Processo Mauro Guerra: "Coda tagliata a un cucciolo". In pochi casi la legge lo prevede

In aula il caso del co-imputato. Ascoltata una veterinaria che si era occupata di due cagnolini dopo che, a suo dire, "la loro stessa madre li aveva attaccati". La sentenza potrebbe arrivare a fine anno.

Processo Mauro Guerra: "Coda tagliata a un cucciolo". In pochi casi la legge lo prevede

Un cane (repertorio). . Nel tondo Guerra

Tagliare la coda a un cane è legale soltanto se accade nell’interesse dell’animale. Tra i pochissimi casi previsti dalla legge, figurano ad esempio cure praticate a seguito di incidenti. È un’operazione chirurgica che solo un veterinario può fare: si chiama ’caudotomia’ e se eseguita senza necessità, dal 2010 configura il reato di maltrattamento di animali. Di questo argomento principalmente si è parlato ieri mattina nel processo che vede il veterinario 51enne Mauro Guerra sotto accusa per vari reati in danno di animali oltre che di natura tributaria.

In realtà al centro dell’udienza c’era il co-imputato, un addestratore 45enne difeso dall’avvocato Luca Berger, rimasto sin qui per ovvie ragioni nell’ombra: a lui vengono contestate del resto solo un paio di condotte. Una in concorso con Guerra per la contestata falsificazione di un libretto sanitario di un cane di razza Épagneul Breton. E una, in concorso con un veterinario non identificato, per il taglio della coda dell’animale il quale peraltro non aveva microchip.

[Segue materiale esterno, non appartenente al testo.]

//! Remote gateway.
//!
//! Typed access to the NewsVerse backend. Each operation is one HTTP round
//! trip against the configured base URL; the session cookie rides along via
//! the client's cookie store. The gateway classifies failures and returns -
//! it never retries and never touches the cache. Reconciliation is the
//! mutation coordinator's job.

use async_trait::async_trait;
use newsverse_core::{
    Article, GatewayError, GatewayResult, Identity, Rating, SessionSnapshot, UserPreferences,
};
use reqwest::StatusCode;
use serde::de::DeserializeOwned;
use serde::{Deserialize, Serialize};

use crate::config::ClientConfig;

// ============================================================================
// Acknowledgement payloads
// ============================================================================

/// Ack for a like toggle. `liked` is the authoritative post-toggle state.
#[derive(Debug, Clone, Serialize, Deserialize)]
pub struct LikeAck {
    pub message: String,
    pub liked: bool,
}

/// Generic ack carrying a human-readable message.
#[derive(Debug, Clone, Serialize, Deserialize)]
pub struct MessageAck {
    pub message: String,
}

/// Ack for onboarding completion; carries the now-complete identity.
#[derive(Debug, Clone, Serialize, Deserialize)]
pub struct OnboardingAck {
    pub user: Identity,
}

// ============================================================================
// RemoteGateway
// ============================================================================

/// The seam between the client and the backend. Production code uses
/// [`HttpGateway`]; tests substitute mocks.
#[async_trait]
pub trait RemoteGateway: Send + Sync {
    async fn fetch_session(&self) -> GatewayResult<SessionSnapshot>;
    async fn fetch_articles(&self) -> GatewayResult<Vec<Article>>;
    async fn fetch_recommendations(&self) -> GatewayResult<Vec<Article>>;
    async fn fetch_random_sample(&self) -> GatewayResult<Vec<Article>>;
    async fn fetch_preferences(&self) -> GatewayResult<UserPreferences>;

    async fn toggle_like(&self, article_id: &str, title: &str) -> GatewayResult<LikeAck>;
    async fn submit_rating(&self, article_id: &str, rating: Rating) -> GatewayResult<MessageAck>;
    async fn update_preferences(&self, prefs: &UserPreferences) -> GatewayResult<()>;
    async fn complete_onboarding(&self, prefs: &UserPreferences) -> GatewayResult<OnboardingAck>;
    async fn schedule_notifications(&self) -> GatewayResult<MessageAck>;
    async fn run_pipeline(&self) -> GatewayResult<()>;
    async fn log_out(&self) -> GatewayResult<()>;
    async fn delete_account(&self) -> GatewayResult<()>;
}

// ============================================================================
// HttpGateway
// ============================================================================

/// `reqwest`-backed gateway with a cookie store, so the opaque session
/// cookie set at login is forwarded on every call.
pub struct HttpGateway {
    http: reqwest::Client,
    base_url: String,
}

impl HttpGateway {
    pub fn new(config: &ClientConfig) -> GatewayResult<Self> {
        let http = reqwest::Client::builder()
            .cookie_store(true)
            .timeout(config.request_timeout)
            .build()
            .map_err(|e| GatewayError::Unknown {
                reason: format!("failed to build http client: {e}"),
            })?;

        Ok(HttpGateway {
            http,
            base_url: config.api_base_url.trim_end_matches('/').to_string(),
        })
    }

    fn url(&self, path: &str) -> String {
        format!("{}{}", self.base_url, path)
    }

    async fn get_json<T: DeserializeOwned>(&self, path: &str) -> GatewayResult<T> {
        let response = self
            .http
            .get(self.url(path))
            .send()
            .await
            .map_err(classify_transport)?;
        decode(response).await
    }

    async fn post_form<T: DeserializeOwned>(
        &self,
        path: &str,
        form: &[(&str, String)],
    ) -> GatewayResult<T> {
        let response = self
            .http
            .post(self.url(path))
            .form(form)
            .send()
            .await
            .map_err(classify_transport)?;
        decode(response).await
    }

    /// POST with no payload, discarding any response body.
    async fn post_empty(&self, path: &str) -> GatewayResult<()> {
        let response = self
            .http
            .post(self.url(path))
            .send()
            .await
            .map_err(classify_transport)?;
        check_status(response).await
    }

    fn preference_form(prefs: &UserPreferences) -> Vec<(&'static str, String)> {
        vec![
            ("phone_number", prefs.phone_number.clone()),
            ("preferred_time", prefs.preferred_time.clone()),
        ]
    }
}

#[async_trait]
impl RemoteGateway for HttpGateway {
    async fn fetch_session(&self) -> GatewayResult<SessionSnapshot> {
        self.get_json("/api/user").await
    }

    async fn fetch_articles(&self) -> GatewayResult<Vec<Article>> {
        self.get_json("/api/articles").await
    }

    async fn fetch_recommendations(&self) -> GatewayResult<Vec<Article>> {
        self.get_json("/api/recommendations").await
    }

    async fn fetch_random_sample(&self) -> GatewayResult<Vec<Article>> {
        self.get_json("/api/random-articles").await
    }

    async fn fetch_preferences(&self) -> GatewayResult<UserPreferences> {
        self.get_json("/api/user-preference").await
    }

    async fn toggle_like(&self, article_id: &str, title: &str) -> GatewayResult<LikeAck> {
        tracing::debug!(article_id, "toggling like");
        self.post_form(
            "/toggle-like",
            &[
                ("article_id", article_id.to_string()),
                ("article_title", title.to_string()),
            ],
        )
        .await
    }

    async fn submit_rating(&self, article_id: &str, rating: Rating) -> GatewayResult<MessageAck> {
        tracing::debug!(article_id, %rating, "submitting rating");
        self.post_form(
            "/api/rate-article",
            &[
                ("article_id", article_id.to_string()),
                ("rating", rating.to_string()),
            ],
        )
        .await
    }

    async fn update_preferences(&self, prefs: &UserPreferences) -> GatewayResult<()> {
        let response = self
            .http
            .post(self.url("/api/update-preference"))
            .form(&Self::preference_form(prefs))
            .send()
            .await
            .map_err(classify_transport)?;
        check_status(response).await
    }

    async fn complete_onboarding(&self, prefs: &UserPreferences) -> GatewayResult<OnboardingAck> {
        self.post_form("/api/complete-onboarding", &Self::preference_form(prefs))
            .await
    }

    async fn schedule_notifications(&self) -> GatewayResult<MessageAck> {
        self.post_form("/api/schedule-notifications", &[]).await
    }

    async fn run_pipeline(&self) -> GatewayResult<()> {
        let response = self
            .http
            .get(self.url("/run-pipeline"))
            .send()
            .await
            .map_err(classify_transport)?;
        check_status(response).await
    }

    async fn log_out(&self) -> GatewayResult<()> {
        self.post_empty("/api/logout").await
    }

    async fn delete_account(&self) -> GatewayResult<()> {
        let response = self
            .http
            .delete(self.url("/api/delete-account"))
            .send()
            .await
            .map_err(classify_transport)?;
        check_status(response).await
    }
}

// ============================================================================
// Failure classification
// ============================================================================

async fn decode<T: DeserializeOwned>(response: reqwest::Response) -> GatewayResult<T> {
    let status = response.status();
    if !status.is_success() {
        let body = response.text().await.unwrap_or_default();
        return Err(classify_status(status, body));
    }
    response.json().await.map_err(|e| GatewayError::Unknown {
        reason: format!("malformed response body: {e}"),
    })
}

async fn check_status(response: reqwest::Response) -> GatewayResult<()> {
    let status = response.status();
    if status.is_success() {
        return Ok(());
    }
    let body = response.text().await.unwrap_or_default();
    Err(classify_status(status, body))
}

fn classify_status(status: StatusCode, body: String) -> GatewayError {
    let reason = if body.is_empty() {
        format!("server returned {status}")
    } else {
        body
    };
    match status {
        StatusCode::UNAUTHORIZED => GatewayError::Unauthorized,
        StatusCode::CONFLICT => GatewayError::Conflict { reason },
        s if s.is_server_error() => GatewayError::Transient { reason },
        _ => GatewayError::Unknown { reason },
    }
}

fn classify_transport(error: reqwest::Error) -> GatewayError {
    if error.is_timeout() || error.is_connect() {
        GatewayError::Transient {
            reason: error.to_string(),
        }
    } else {
        GatewayError::Unknown {
            reason: error.to_string(),
        }
    }
}

// ============================================================================
// Tests
// ============================================================================
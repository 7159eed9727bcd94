//! Route gating.
//!
//! Protected destinations ask the route gate what to show: the real
//! content, a placeholder while the session is still unresolved, or a
//! redirect to the login page. The decision function is pure; [`RouteGate`]
//! keeps a decision live by re-evaluating on every session transition.

use std::sync::{Arc, Mutex, PoisonError};
use std::time::Duration;

use newsverse_cache::Subscription;
use newsverse_core::SessionState;

use crate::session::SessionResolver;

/// How long navigation is given to settle before scrolling or focusing an
/// anchor on the destination page. Cosmetic, not correctness-bearing.
pub const NAVIGATION_SETTLE: Duration = Duration::from_millis(100);

// ============================================================================
// Decision
// ============================================================================

/// What a protected route should do for the current session state.
#[derive(Debug, Clone, PartialEq, Eq)]
pub enum RouteDecision {
    /// Session is authenticated: render the protected content.
    Render,
    /// Session still unresolved: show a loading placeholder. Never redirect
    /// here, or every hard refresh would bounce through the login page.
    Placeholder,
    /// Session is anonymous: send the visitor to login, remembering where
    /// they were headed.
    RedirectToLogin {
        /// The originally requested path, to return to after login.
        from: String,
    },
}

/// Decide what to do with a request for `requested_path` under `state`.
pub fn decide(state: &SessionState, requested_path: &str) -> RouteDecision {
    match state {
        SessionState::Unresolved => RouteDecision::Placeholder,
        SessionState::Authenticated(_) => RouteDecision::Render,
        SessionState::Anonymous => RouteDecision::RedirectToLogin {
            from: requested_path.to_string(),
        },
    }
}

/// Build the identity-provider entry URL carrying the post-login return
/// destination.
pub fn login_redirect_url(login_url: &str, from: &str) -> String {
    format!("{login_url}?return_to={}", urlencoding::encode(from))
}

/// Yield until navigation has settled. Destination pages await this before
/// scrolling to an in-page anchor.
pub async fn settle_navigation() {
    tokio::time::sleep(NAVIGATION_SETTLE).await;
}

// ============================================================================
// RouteGate
// ============================================================================

/// A live decision for one protected destination.
///
/// Evaluates immediately against the resolver's current state, then
/// re-evaluates inside every session commit, so by the time a mutation
/// (onboarding completion, logout) returns, gates already reflect the new
/// session.
pub struct RouteGate {
    decision: Arc<Mutex<RouteDecision>>,
    _subscription: Subscription,
}

impl RouteGate {
    pub fn new(resolver: &SessionResolver, requested_path: impl Into<String>) -> Self {
        let requested_path = requested_path.into();
        let decision = Arc::new(Mutex::new(decide(&resolver.state(), &requested_path)));

        let shared = Arc::clone(&decision);
        let subscription = resolver.subscribe(move |state| {
            let next = decide(state, &requested_path);
            *shared.lock().unwrap_or_else(PoisonError::into_inner) = next;
        });

        RouteGate {
            decision,
            _subscription: subscription,
        }
    }

    /// The current decision. Synchronous; no fetch is triggered.
    pub fn decision(&self) -> RouteDecision {
        self.decision
            .lock()
            .unwrap_or_else(PoisonError::into_inner)
            .clone()
    }
}

// ============================================================================
// Tests
// ============================================================================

Primo a prendere la parola, è stato un 46enne appassionato di cani da caccia: è lui che aveva regalato il Breton all’amico 45enne. "Non aveva la coda - ha precisato in aula davanti al giudice Piervittorio Farinella - perché, a un paio di giorni dalla nascita, la madre aveva attaccato l’intera cucciolata: due erano poi morti e uno lo avevo regalato". Sollecitato anche dalle domande del pm Marilù Gattelli, il teste ha ricordato di essersi rivolto alla sua veterinaria. E di avere fatto presente all’amico che a quel cucciolo "doveva mettere microchip: forse gli è sfuggito". Il 46enne, pur con diverse imprecisioni sulle date sottolineate dal pm, ha precisato di essere "allevatore Enci". In quanto ai tre cuccioli, "erano tutti mordicchiati: la madre se li stava mangiando da dietro". E così "dalla mia veterinaria sistemammo a uno la coda". Al termine della deposizione, alla luce dell’alternanza sul ricordo di alcune date, il giudice gli ha chiesto quando fosse stata l’ultima volta che aveva parlato con l’imputato rammentandogli l’obbligo di riferire la verità.

Dopo di lui, è intervenuta la veterinaria 67enne che si era occupata dei cani feriti: "Per un problema di cannibalismo" il 46enne "arrivò con questi due cuccioli malmessi, uno più dell’altro". Al primo "tagliai la coda; l’altro aveva varie ferite posteriori: gli praticai una terapia locale". In quanto alla manovra di caudotomia, "si cerca di fare un taglio: ma bisogna occuparsi dell’emorragia". Nel cucciolo, "la coda era già in parte staccata". A sua memoria, era il 3 giugno 2020 e i due cuccioli erano stati portati nel pronto soccorso della struttura. La veterinaria ha qui specificato che, "se non richiesto, non rilascio certificati perché non è uso. E qui non so se" quegli animali "sarebbero arrivati al giorno dopo". Circostanza, questa, che ha generato varie domande sia del pm che della parte civile. Il giudice ha infine sottolineato che proprio in ragione del fatto che il taglio della coda è operazione consentita solo in specifici casi, si aspetterebbe in generale che venga sempre rilasciato un certificato a tutela dei proprietari.